Line by line, retype the material below exactly, from its first line up to and including the one holding "quotes sprinkled in.".

**Record excerpts:**
##########

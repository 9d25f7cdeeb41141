//! Property-based tests for the row mapper and tokenizers
//!
//! These ensure the core never panics on arbitrary input and that the
//! stream-level invariants hold for all configurations.

use proptest::prelude::*;

use flatrow::flat::lexing::{CsvTokenizer, DelimitedTokenizer, LineTokenizer};
use flatrow::flat::mapping::{MapperConfig, RowMapper, RowOutcome};

/// Generate plausible flat-text lines: printable text with delimiters and
/// quotes sprinkled in.
fn line_strategy() -> impl Strategy<Value = String> {
    prop::collection::vec(
        prop_oneof![
            "[a-zA-Z0-9 ]{0,8}",
            Just(",".to_string()),
            Just("\t".to_string()),
            Just("\"".to_string()),
            Just("|".to_string()),
        ],
        0..12,
    )
    .prop_map(|parts| parts.concat())
}

proptest! {
    #[test]
    fn test_csv_tokenizer_never_panics(line in line_strategy()) {
        // Malformed lines are errors, not panics
        let _ = CsvTokenizer::default().tokenize(&line);
    }

    #[test]
    fn test_delimited_tokenizer_never_fails(line in line_strategy()) {
        let tokens = DelimitedTokenizer::default().tokenize(&line).unwrap();
        prop_assert!(!tokens.is_empty());
    }

    #[test]
    fn test_mapper_never_panics(lines in prop::collection::vec(line_strategy(), 0..8)) {
        let mut mapper = RowMapper::delimited("\t", MapperConfig::default());
        mapper.reset();
        for line in &lines {
            let _ = mapper.process_row(line);
        }
    }

    #[test]
    fn test_first_n_rows_after_reset_are_skipped(
        skip in 0usize..6,
        lines in prop::collection::vec("[a-z,]{0,10}", 1..10),
    ) {
        let mut mapper = RowMapper::csv(MapperConfig {
            max_skip_header_rows: skip,
            ..MapperConfig::default()
        });
        mapper.reset();

        for (index, line) in lines.iter().enumerate() {
            let outcome = mapper.process_row(line).unwrap();
            if index < skip {
                prop_assert_eq!(&outcome, &RowOutcome::Skipped);
                // Skip rows never establish column names
                prop_assert!(mapper.column_names().is_none());
            } else {
                prop_assert_ne!(&outcome, &RowOutcome::Skipped);
            }
        }
    }

    #[test]
    fn test_record_width_never_exceeds_schema(
        values in prop::collection::vec("[a-z0-9]{0,6}", 1..10),
    ) {
        let mut mapper = RowMapper::delimited("\t", MapperConfig::default());
        mapper.reset();
        mapper.set_column_names(vec!["a", "b", "c"]).unwrap();

        let line = values.join("\t");
        match mapper.process_row(&line).unwrap() {
            RowOutcome::Record(record) => {
                prop_assert!(record.len() <= 3);
                prop_assert!(record.len() <= values.len());
            }
            outcome => prop_assert!(false, "expected a record, got {:?}", outcome),
        }
    }

    #[test]
    fn test_header_streams_yield_exactly_one_header(
        lines in prop::collection::vec("[a-z]{1,6}(,[a-z]{1,6}){0,4}", 2..8),
    ) {
        let mut mapper = RowMapper::csv(MapperConfig {
            has_header_row: true,
            ..MapperConfig::default()
        });
        mapper.reset();

        let mut headers = 0;
        let mut records = 0;
        for line in &lines {
            match mapper.process_row(line) {
                Ok(RowOutcome::HeaderConsumed) => {
                    headers += 1;
                    // Records never precede the header
                    prop_assert_eq!(records, 0);
                }
                Ok(RowOutcome::Record(_)) => records += 1,
                Ok(RowOutcome::Skipped) => prop_assert!(false, "no skip rows configured"),
                // A header with duplicate names is rejected and retried
                Err(_) => {}
            }
        }
        prop_assert!(headers <= 1);
        if records > 0 {
            prop_assert_eq!(headers, 1);
        }
    }
}
//! # flatrow
//!
//! A row mapper for delimited flat-text formats (CSV, tab-delimited).
//!
//! The crate turns successive raw lines of a flat-text stream into ordered
//! key-value records, tracking header-row and skip-row state per stream.
//! See the [flat module](flat) for the processing pipeline.

pub mod flat;
//! Stream driving
//!
//! [`StreamRunner`] owns the caller loop: reset the mapper at stream start,
//! feed it lines one at a time, and collect the records. Row failures
//! either abort the stream or are recorded and skipped, per policy; the
//! mapper itself never forces stream termination on a bad row.

use crate::flat::mapping::{MapError, RowMapper, RowOutcome};
use crate::flat::values::Record;

/// What to do when a row fails to map.
#[derive(Debug, Clone, Copy, PartialEq, Eq, Default)]
pub enum ErrorPolicy {
    /// Abort the stream on the first failure
    #[default]
    Fail,
    /// Record the failure and continue with the next line
    SkipRow,
}

/// A row that failed to map, with its 1-based line number.
#[derive(Debug, Clone, PartialEq, Eq)]
pub struct RowFailure {
    pub line_number: usize,
    pub error: MapError,
}

/// The result of driving one full stream.
#[derive(Debug, Clone, PartialEq, Eq, Default)]
pub struct StreamOutput {
    pub records: Vec<Record>,
    pub skipped_rows: usize,
    pub failures: Vec<RowFailure>,
}

/// Drives a [`RowMapper`] over the lines of one stream.
#[derive(Debug, Clone, Copy, Default)]
pub struct StreamRunner {
    policy: ErrorPolicy,
}

impl StreamRunner {
    pub fn new(policy: ErrorPolicy) -> Self {
        StreamRunner { policy }
    }

    /// Reset the mapper and process every line.
    ///
    /// Under [`ErrorPolicy::Fail`] the first row error aborts the run;
    /// under [`ErrorPolicy::SkipRow`] failures are collected in the output
    /// and processing continues.
    pub fn run<I>(&self, mapper: &mut RowMapper, lines: I) -> Result<StreamOutput, MapError>
    where
        I: IntoIterator,
        I::Item: AsRef<str>,
    {
        mapper.reset();
        let mut output = StreamOutput::default();

        for (index, line) in lines.into_iter().enumerate() {
            match mapper.process_row(line.as_ref()) {
                Ok(RowOutcome::Record(record)) => output.records.push(record),
                Ok(RowOutcome::Skipped) => output.skipped_rows += 1,
                Ok(RowOutcome::HeaderConsumed) => {}
                Err(error) => match self.policy {
                    ErrorPolicy::Fail => return Err(error),
                    ErrorPolicy::SkipRow => output.failures.push(RowFailure {
                        line_number: index + 1,
                        error,
                    }),
                },
            }
        }

        Ok(output)
    }
}
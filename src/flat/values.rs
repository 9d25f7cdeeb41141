//! Record value types
//!
//! A mapped row is an ordered sequence of `(column name, value)` pairs. A
//! value is either absent, a single scalar string, or a multi-value produced
//! by the list-delimiter split. Empty strings are normalized to absent
//! values everywhere, never stored as `""`.

use serde::ser::SerializeMap;
use serde::{Serialize, Serializer};

/// Normalize an empty string to an absent value.
pub fn normalize_empty(raw: &str) -> Option<String> {
    if raw.is_empty() {
        None
    } else {
        Some(raw.to_string())
    }
}

/// The value of one record field.
///
/// Serializes untagged: `Null` as JSON null, `Scalar` as a string, `Multi`
/// as an array whose empty segments appear as nulls.
#[derive(Debug, Clone, PartialEq, Eq, Serialize)]
#[serde(untagged)]
pub enum Value {
    Null,
    Scalar(String),
    Multi(Vec<Option<String>>),
}

impl Value {
    pub fn is_null(&self) -> bool {
        matches!(self, Value::Null)
    }

    /// The scalar content, if this is a single non-empty value.
    pub fn as_scalar(&self) -> Option<&str> {
        match self {
            Value::Scalar(raw) => Some(raw),
            _ => None,
        }
    }

    /// The split segments, if this is a multi-value.
    pub fn as_multi(&self) -> Option<&[Option<String>]> {
        match self {
            Value::Multi(parts) => Some(parts),
            _ => None,
        }
    }
}

/// An ordered key-value record built from one data row.
///
/// Keys appear in column-name order and are unique (column names are
/// validated before any record is built). Serialization preserves the
/// insertion order.
#[derive(Debug, Clone, PartialEq, Eq, Default)]
pub struct Record {
    entries: Vec<(String, Value)>,
}

impl Record {
    pub fn new() -> Self {
        Record {
            entries: Vec::new(),
        }
    }

    /// Append a pair. Callers are responsible for key uniqueness.
    pub fn insert(&mut self, key: String, value: Value) {
        self.entries.push((key, value));
    }

    pub fn get(&self, key: &str) -> Option<&Value> {
        self.entries
            .iter()
            .find(|(entry_key, _)| entry_key == key)
            .map(|(_, value)| value)
    }

    pub fn keys(&self) -> impl Iterator<Item = &str> {
        self.entries.iter().map(|(key, _)| key.as_str())
    }

    pub fn iter(&self) -> impl Iterator<Item = (&str, &Value)> {
        self.entries.iter().map(|(key, value)| (key.as_str(), value))
    }

    pub fn len(&self) -> usize {
        self.entries.len()
    }

    pub fn is_empty(&self) -> bool {
        self.entries.is_empty()
    }
}

impl FromIterator<(String, Value)> for Record {
    fn from_iter<I: IntoIterator<Item = (String, Value)>>(iter: I) -> Self {
        Record {
            entries: iter.into_iter().collect(),
        }
    }
}

impl IntoIterator for Record {
    type Item = (String, Value);
    type IntoIter = std::vec::IntoIter<(String, Value)>;

    fn into_iter(self) -> Self::IntoIter {
        self.entries.into_iter()
    }
}

impl Serialize for Record {
    fn serialize<S: Serializer>(&self, serializer: S) -> Result<S::Ok, S::Error> {
        let mut map = serializer.serialize_map(Some(self.entries.len()))?;
        for (key, value) in &self.entries {
            map.serialize_entry(key, value)?;
        }
        map.end()
    }
}
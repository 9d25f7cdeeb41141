//! Flat-text dialects
//!
//! The two supported input dialects and their default field delimiters.

use serde::Deserialize;

use crate::flat::lexing::{CsvTokenizer, DelimitedTokenizer, LineTokenizer};

/// A flat-text input dialect.
#[derive(Debug, Clone, Copy, PartialEq, Eq, Deserialize)]
#[serde(rename_all = "kebab-case")]
pub enum FlatTextFormat {
    Csv,
    Delimited,
}

impl FlatTextFormat {
    /// The field delimiter used when none is configured.
    pub fn default_delimiter(&self) -> &'static str {
        match self {
            FlatTextFormat::Csv => ",",
            FlatTextFormat::Delimited => "\t",
        }
    }

    /// Build the line tokenizer for this dialect.
    ///
    /// The CSV dialect delimits on a single character; a longer override is
    /// truncated to its first character.
    pub fn tokenizer(&self, delimiter: Option<&str>) -> Box<dyn LineTokenizer> {
        match self {
            FlatTextFormat::Csv => {
                let delimiter = delimiter.and_then(|d| d.chars().next()).unwrap_or(',');
                Box::new(CsvTokenizer::new(delimiter))
            }
            FlatTextFormat::Delimited => {
                Box::new(DelimitedTokenizer::new(delimiter.unwrap_or("\t")))
            }
        }
    }
}
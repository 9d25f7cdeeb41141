//! Plain delimited line tokenizer
//!
//! Splits on a delimiter string with no quoting or escaping, the way
//! tab-delimited data is conventionally handled. This tokenizer never
//! fails: every line splits into at least one field.

use crate::flat::lexing::{LineTokenizer, TokenizeError};

/// Default delimiter for the plain-split dialect.
pub const DEFAULT_DELIMITER: &str = "\t";

/// Tokenizer that splits a line on a fixed delimiter string.
#[derive(Debug, Clone, PartialEq, Eq)]
pub struct DelimitedTokenizer {
    delimiter: String,
}

impl DelimitedTokenizer {
    /// An empty delimiter degenerates under `str::split`; it falls back to
    /// the default.
    pub fn new(delimiter: impl Into<String>) -> Self {
        let delimiter = delimiter.into();
        let delimiter = if delimiter.is_empty() {
            DEFAULT_DELIMITER.to_string()
        } else {
            delimiter
        };
        DelimitedTokenizer { delimiter }
    }

    pub fn delimiter(&self) -> &str {
        &self.delimiter
    }
}

impl Default for DelimitedTokenizer {
    fn default() -> Self {
        DelimitedTokenizer::new(DEFAULT_DELIMITER)
    }
}

impl LineTokenizer for DelimitedTokenizer {
    fn tokenize(&self, line: &str) -> Result<Vec<String>, TokenizeError> {
        Ok(line
            .split(self.delimiter.as_str())
            .map(str::to_string)
            .collect())
    }
}
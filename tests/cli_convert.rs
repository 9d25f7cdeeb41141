//! End-to-end tests for the flatrow CLI

use assert_cmd::Command;
use predicates::prelude::*;

fn write_file(dir: &tempfile::TempDir, name: &str, content: &str) -> String {
    let path = dir.path().join(name);
    std::fs::write(&path, content).expect("fixture to be written");
    path.to_string_lossy().into_owned()
}

#[test]
fn test_convert_header_csv_to_jsonl() {
    let dir = tempfile::tempdir().unwrap();
    let path = write_file(&dir, "people.csv", "name,age\nalice,30\nbob,\n");

    Command::cargo_bin("flatrow")
        .unwrap()
        .args(["convert", &path, "--header"])
        .assert()
        .success()
        .stdout(predicate::str::contains("{\"name\":\"alice\",\"age\":\"30\"}"))
        .stdout(predicate::str::contains("{\"name\":\"bob\",\"age\":null}"));
}

#[test]
fn test_convert_skips_leading_rows() {
    let dir = tempfile::tempdir().unwrap();
    let path = write_file(&dir, "export.csv", "exported yesterday\na,b\n1,2\n");

    Command::cargo_bin("flatrow")
        .unwrap()
        .args(["convert", &path, "--header", "--skip-rows", "1"])
        .assert()
        .success()
        .stdout(predicate::str::contains("{\"a\":\"1\",\"b\":\"2\"}"));
}

#[test]
fn test_convert_delimited_with_explicit_columns() {
    let dir = tempfile::tempdir().unwrap();
    let path = write_file(&dir, "data.tsv", "1\t2\n");

    Command::cargo_bin("flatrow")
        .unwrap()
        .args([
            "convert",
            &path,
            "--format",
            "delimited",
            "--columns",
            "x,y",
        ])
        .assert()
        .success()
        .stdout(predicate::str::contains("{\"x\":\"1\",\"y\":\"2\"}"));
}

#[test]
fn test_convert_fails_on_malformed_row() {
    let dir = tempfile::tempdir().unwrap();
    let path = write_file(&dir, "bad.csv", "a,b\n1,2\noops\"\n");

    Command::cargo_bin("flatrow")
        .unwrap()
        .args(["convert", &path, "--header"])
        .assert()
        .failure()
        .stderr(predicate::str::contains("unable to parse row"));
}

#[test]
fn test_keep_going_reports_and_continues() {
    let dir = tempfile::tempdir().unwrap();
    let path = write_file(&dir, "bad.csv", "a,b\n1,2\noops\"\n3,4\n");

    Command::cargo_bin("flatrow")
        .unwrap()
        .args(["convert", &path, "--header", "--keep-going"])
        .assert()
        .success()
        .stdout(predicate::str::contains("{\"a\":\"3\",\"b\":\"4\"}"))
        .stderr(predicate::str::contains("line 3"));
}

#[test]
fn test_columns_resolves_header_names() {
    let dir = tempfile::tempdir().unwrap();
    let path = write_file(&dir, "people.csv", "name,age\nalice,30\n");

    Command::cargo_bin("flatrow")
        .unwrap()
        .args(["columns", &path, "--header"])
        .assert()
        .success()
        .stdout(predicate::str::diff("name\nage\n"));
}

#[test]
fn test_columns_generates_defaults_for_schema_less_files() {
    let dir = tempfile::tempdir().unwrap();
    let path = write_file(&dir, "plain.csv", "1,2,3\n");

    Command::cargo_bin("flatrow")
        .unwrap()
        .args(["columns", &path])
        .assert()
        .success()
        .stdout(predicate::str::diff("column_1\ncolumn_2\ncolumn_3\n"));
}

#[test]
fn test_missing_file_is_an_error() {
    Command::cargo_bin("flatrow")
        .unwrap()
        .args(["convert", "does-not-exist.csv"])
        .assert()
        .failure()
        .stderr(predicate::str::contains("Error reading file"));
}

#[test]
fn test_config_file_layers_over_defaults() {
    let dir = tempfile::tempdir().unwrap();
    let config = write_file(
        &dir,
        "flatrow.toml",
        "[mapping]\nhas_header_row = true\n",
    );
    let path = write_file(&dir, "people.csv", "name,age\nalice,30\n");

    Command::cargo_bin("flatrow")
        .unwrap()
        .args(["convert", &path, "--config", &config])
        .assert()
        .success()
        .stdout(predicate::str::contains("{\"name\":\"alice\",\"age\":\"30\"}"));
}
//! Command-line surface for the recording proxy.

use std::path::PathBuf;

use clap::Parser;

/// Forward HTTP traffic to an upstream, recording every exchange to disk.
#[derive(Parser, Debug)]
#[command(name = "tapedeck-proxy", version, about)]
pub struct Cli {
    /// Base URL of the upstream to forward requests to, e.g.
    /// `https://api.example.com`.
    #[arg(long)]
    pub upstream: String,

    /// Bind address.
    #[arg(long, default_value = "127.0.0.1")]
    pub host: String,

    /// Bind port.
    #[arg(long, default_value_t = 8001)]
    pub port: u16,

    /// Directory records are written under, one subdirectory per mock-id.
    #[arg(long = "log-dir", default_value = "mocks")]
    pub log_dir: PathBuf,

    /// Client certificate for mTLS to the upstream (PEM).
    #[arg(long = "tls-cert", requires = "tls_key")]
    pub tls_cert: Option<PathBuf>,

    /// Client private key for mTLS to the upstream (PEM).
    #[arg(long = "tls-key", requires = "tls_cert")]
    pub tls_key: Option<PathBuf>,
}

impl Cli {
    /// Validate flag combinations that `clap` cannot express on its own.
    pub fn validate(&self) -> Result<(), String> {
        if self.upstream.trim().is_empty() {
            return Err("--upstream must not be empty".to_string());
        }
        if reqwest::Url::parse(&self.upstream).is_err() {
            return Err(format!("--upstream is not a valid URL: {}", self.upstream));
        }
        Ok(())
    }
}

##########

**Answer below:**
repository 9d25f7cdeeb41141
//! Property-based tests for the row mapper and tokenizers
//!
//! These ensure the core never panics on arbitrary input and that the
//! stream-level invariants hold for all configurations.

use proptest::prelude::*;

use flatrow::flat::lexing::{CsvTokenizer, DelimitedTokenizer, LineTokenizer};
use flatrow::flat::mapping::{MapperConfig, RowMapper, RowOutcome};

/// Generate plausible flat-text lines: printable text with delimiters and
/// quotes sprinkled in.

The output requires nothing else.